Data for this exercise:

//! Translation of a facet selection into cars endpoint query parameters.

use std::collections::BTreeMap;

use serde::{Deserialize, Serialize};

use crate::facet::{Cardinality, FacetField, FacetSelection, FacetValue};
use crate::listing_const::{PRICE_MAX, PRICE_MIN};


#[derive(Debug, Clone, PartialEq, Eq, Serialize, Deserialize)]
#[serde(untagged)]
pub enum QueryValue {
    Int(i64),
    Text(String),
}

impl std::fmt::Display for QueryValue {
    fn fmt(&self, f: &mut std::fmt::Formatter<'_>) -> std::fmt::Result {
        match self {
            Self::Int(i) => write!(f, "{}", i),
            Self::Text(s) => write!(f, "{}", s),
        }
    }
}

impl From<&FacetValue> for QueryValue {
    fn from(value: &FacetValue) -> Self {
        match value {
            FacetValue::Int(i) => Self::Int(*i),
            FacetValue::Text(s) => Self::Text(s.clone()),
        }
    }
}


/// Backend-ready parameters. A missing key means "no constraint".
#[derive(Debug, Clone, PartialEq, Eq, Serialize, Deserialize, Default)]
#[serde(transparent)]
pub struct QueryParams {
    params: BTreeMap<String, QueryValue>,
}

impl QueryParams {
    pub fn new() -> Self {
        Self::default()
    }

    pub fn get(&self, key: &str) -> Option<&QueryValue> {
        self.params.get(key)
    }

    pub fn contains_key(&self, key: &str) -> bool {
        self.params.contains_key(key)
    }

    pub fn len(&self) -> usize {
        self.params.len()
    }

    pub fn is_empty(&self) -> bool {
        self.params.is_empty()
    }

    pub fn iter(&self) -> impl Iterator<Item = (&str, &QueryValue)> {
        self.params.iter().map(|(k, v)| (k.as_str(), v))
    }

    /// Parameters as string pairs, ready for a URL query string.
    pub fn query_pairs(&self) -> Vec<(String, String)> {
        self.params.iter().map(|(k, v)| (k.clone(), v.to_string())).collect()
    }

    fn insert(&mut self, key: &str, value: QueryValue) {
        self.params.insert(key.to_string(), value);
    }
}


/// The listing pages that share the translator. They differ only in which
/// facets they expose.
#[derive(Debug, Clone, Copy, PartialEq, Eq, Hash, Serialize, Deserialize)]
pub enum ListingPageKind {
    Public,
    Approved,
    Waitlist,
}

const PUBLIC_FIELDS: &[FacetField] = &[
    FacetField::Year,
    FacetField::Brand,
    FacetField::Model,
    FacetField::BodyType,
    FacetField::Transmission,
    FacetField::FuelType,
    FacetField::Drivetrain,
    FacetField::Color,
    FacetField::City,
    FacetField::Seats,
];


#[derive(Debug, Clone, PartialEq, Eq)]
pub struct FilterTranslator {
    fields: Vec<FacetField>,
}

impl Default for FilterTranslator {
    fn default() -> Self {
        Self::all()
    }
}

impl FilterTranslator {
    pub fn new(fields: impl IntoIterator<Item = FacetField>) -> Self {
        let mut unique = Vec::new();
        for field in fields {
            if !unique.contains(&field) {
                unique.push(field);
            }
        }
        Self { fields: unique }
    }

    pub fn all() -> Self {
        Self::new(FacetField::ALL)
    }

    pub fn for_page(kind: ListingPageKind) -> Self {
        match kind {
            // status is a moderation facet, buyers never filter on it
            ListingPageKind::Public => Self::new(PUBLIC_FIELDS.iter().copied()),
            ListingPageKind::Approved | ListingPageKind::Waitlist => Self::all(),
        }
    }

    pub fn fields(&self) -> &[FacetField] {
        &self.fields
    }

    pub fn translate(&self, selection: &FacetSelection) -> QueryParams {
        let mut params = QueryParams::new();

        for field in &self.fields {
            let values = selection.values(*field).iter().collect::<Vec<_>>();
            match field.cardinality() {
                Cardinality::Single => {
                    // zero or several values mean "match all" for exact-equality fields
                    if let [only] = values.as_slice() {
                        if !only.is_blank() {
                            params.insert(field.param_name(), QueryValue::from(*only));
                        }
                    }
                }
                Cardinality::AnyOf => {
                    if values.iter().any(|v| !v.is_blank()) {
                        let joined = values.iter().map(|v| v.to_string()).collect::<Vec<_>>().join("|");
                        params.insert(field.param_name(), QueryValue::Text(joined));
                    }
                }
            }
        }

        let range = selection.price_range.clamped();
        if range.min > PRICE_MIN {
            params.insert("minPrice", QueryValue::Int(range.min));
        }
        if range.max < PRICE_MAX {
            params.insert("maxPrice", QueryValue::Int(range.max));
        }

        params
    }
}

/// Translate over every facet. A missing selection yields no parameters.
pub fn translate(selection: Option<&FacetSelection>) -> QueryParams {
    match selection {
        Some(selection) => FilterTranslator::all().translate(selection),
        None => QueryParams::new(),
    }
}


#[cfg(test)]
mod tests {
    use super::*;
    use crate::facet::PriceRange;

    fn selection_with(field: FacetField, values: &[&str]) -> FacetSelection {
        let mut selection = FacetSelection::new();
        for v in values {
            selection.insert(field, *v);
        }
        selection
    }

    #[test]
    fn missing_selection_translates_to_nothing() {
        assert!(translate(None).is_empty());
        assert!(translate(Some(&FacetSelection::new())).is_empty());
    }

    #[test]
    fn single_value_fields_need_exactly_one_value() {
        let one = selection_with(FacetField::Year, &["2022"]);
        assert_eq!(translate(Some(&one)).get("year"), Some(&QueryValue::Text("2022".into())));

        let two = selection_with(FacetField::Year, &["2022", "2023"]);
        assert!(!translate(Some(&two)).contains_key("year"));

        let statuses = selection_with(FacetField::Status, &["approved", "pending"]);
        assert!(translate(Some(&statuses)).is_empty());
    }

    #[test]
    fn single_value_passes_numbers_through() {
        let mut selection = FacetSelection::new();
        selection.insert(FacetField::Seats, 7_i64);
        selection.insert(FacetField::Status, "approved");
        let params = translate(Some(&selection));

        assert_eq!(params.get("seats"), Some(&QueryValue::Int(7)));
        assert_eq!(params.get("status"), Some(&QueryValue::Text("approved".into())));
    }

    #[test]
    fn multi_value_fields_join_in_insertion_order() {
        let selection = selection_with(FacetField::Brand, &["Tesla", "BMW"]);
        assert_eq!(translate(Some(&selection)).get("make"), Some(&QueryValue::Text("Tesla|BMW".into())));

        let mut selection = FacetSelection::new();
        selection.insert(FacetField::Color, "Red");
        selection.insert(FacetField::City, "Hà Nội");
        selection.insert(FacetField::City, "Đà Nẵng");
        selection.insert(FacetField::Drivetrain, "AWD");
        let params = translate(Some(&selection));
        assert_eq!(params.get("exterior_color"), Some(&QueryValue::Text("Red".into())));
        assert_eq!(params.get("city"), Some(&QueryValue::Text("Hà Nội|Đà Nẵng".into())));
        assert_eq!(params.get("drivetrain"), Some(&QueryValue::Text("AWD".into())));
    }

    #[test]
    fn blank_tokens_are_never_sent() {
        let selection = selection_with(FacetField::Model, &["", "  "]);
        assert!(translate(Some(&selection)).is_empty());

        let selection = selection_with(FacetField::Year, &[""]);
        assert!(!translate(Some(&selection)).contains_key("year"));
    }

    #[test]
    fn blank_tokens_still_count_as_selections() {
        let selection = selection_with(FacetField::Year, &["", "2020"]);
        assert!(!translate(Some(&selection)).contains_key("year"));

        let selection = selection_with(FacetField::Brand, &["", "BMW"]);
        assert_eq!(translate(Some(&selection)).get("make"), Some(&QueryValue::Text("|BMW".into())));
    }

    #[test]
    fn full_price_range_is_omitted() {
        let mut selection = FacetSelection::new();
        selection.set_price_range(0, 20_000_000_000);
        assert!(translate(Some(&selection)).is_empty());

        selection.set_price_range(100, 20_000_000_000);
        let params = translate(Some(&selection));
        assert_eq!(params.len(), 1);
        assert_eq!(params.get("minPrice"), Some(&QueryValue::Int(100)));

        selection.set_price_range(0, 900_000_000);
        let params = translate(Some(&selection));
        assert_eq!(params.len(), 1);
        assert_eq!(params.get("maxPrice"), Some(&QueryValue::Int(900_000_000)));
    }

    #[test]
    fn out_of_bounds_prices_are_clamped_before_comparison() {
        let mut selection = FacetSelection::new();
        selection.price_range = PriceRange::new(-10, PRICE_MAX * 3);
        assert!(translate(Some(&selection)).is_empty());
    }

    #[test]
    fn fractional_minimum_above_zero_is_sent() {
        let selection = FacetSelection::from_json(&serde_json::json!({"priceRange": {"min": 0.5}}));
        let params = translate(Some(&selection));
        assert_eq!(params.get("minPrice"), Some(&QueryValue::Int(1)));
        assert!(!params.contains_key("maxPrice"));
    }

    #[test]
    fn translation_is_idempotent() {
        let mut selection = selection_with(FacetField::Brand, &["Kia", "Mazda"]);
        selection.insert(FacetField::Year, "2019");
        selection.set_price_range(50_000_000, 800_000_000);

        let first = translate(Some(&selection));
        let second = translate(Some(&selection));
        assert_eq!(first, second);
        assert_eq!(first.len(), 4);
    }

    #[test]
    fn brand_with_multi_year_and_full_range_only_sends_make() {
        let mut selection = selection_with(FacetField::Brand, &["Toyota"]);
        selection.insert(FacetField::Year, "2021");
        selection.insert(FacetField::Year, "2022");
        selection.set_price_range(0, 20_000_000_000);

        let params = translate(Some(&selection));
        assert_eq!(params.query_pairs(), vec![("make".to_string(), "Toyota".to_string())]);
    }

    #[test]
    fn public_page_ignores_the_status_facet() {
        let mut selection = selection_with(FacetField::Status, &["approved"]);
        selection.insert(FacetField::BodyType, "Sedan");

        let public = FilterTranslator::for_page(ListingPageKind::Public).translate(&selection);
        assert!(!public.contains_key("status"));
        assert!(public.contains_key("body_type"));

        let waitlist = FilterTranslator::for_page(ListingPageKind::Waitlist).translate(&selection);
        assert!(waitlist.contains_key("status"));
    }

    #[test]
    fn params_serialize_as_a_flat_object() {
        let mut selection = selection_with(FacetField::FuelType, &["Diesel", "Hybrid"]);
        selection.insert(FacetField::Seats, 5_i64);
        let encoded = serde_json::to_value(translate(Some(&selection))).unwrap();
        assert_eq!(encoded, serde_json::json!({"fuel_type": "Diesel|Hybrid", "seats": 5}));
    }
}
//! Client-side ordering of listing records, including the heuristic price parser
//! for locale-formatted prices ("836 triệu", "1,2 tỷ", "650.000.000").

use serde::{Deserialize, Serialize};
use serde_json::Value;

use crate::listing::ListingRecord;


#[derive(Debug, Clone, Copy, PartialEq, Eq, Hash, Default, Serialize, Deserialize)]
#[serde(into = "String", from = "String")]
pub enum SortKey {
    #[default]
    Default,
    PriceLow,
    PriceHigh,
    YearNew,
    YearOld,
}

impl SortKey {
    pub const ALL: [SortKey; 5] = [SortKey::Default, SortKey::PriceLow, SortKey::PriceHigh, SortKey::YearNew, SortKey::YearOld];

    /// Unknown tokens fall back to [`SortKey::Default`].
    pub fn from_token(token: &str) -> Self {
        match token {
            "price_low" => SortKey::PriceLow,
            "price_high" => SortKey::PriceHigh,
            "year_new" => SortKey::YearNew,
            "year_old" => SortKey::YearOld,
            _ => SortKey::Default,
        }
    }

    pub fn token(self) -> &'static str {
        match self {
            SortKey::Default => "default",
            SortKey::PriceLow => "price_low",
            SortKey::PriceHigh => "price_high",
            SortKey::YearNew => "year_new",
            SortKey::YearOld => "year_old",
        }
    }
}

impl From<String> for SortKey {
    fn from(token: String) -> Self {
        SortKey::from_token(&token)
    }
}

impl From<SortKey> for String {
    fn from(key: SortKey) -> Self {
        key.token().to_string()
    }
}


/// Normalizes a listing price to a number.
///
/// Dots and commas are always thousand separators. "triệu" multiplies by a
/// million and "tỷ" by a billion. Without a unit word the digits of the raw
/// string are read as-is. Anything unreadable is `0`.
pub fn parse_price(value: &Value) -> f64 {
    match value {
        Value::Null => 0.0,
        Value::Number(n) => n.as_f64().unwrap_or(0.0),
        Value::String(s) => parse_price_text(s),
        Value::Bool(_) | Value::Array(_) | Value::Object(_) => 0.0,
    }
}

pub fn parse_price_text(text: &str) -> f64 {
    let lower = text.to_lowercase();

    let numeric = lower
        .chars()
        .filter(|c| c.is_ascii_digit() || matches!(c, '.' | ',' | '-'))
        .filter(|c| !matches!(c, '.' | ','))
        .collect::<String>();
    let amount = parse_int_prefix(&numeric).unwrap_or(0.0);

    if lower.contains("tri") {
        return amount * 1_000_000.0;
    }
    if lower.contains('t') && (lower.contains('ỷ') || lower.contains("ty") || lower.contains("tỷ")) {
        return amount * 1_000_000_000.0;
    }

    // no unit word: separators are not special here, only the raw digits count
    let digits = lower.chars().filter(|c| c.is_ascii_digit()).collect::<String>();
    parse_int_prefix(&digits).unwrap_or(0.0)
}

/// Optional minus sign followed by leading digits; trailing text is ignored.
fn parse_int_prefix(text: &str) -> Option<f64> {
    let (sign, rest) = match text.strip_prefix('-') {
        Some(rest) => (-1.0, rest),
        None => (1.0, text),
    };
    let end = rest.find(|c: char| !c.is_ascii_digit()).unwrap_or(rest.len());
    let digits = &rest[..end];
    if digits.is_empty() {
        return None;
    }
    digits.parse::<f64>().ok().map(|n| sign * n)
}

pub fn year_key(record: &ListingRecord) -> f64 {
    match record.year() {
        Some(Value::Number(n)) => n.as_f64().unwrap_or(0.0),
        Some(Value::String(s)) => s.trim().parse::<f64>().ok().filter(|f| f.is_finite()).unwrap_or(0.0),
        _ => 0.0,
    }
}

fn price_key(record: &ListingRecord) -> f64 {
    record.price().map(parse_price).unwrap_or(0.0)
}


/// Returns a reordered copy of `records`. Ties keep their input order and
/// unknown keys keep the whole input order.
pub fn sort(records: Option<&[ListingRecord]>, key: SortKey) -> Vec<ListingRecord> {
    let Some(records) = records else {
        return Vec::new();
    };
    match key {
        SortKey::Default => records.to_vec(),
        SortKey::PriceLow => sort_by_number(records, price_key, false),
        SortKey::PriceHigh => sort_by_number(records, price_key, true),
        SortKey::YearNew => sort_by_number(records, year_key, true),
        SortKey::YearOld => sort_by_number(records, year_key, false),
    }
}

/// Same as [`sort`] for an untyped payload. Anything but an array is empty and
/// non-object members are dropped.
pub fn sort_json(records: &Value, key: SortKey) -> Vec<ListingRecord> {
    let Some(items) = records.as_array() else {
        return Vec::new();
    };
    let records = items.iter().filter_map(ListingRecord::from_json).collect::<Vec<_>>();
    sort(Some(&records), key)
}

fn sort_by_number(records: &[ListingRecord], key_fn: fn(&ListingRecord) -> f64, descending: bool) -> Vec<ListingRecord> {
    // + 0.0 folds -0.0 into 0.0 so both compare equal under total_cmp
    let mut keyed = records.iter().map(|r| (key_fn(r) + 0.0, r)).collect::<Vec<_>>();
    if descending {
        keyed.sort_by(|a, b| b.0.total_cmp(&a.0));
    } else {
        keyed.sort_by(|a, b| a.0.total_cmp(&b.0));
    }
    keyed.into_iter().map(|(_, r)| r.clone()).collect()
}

What you will do: Count the lines of the data that hold the word "BTreeMap". Report the count and nothing more.

Solution: 2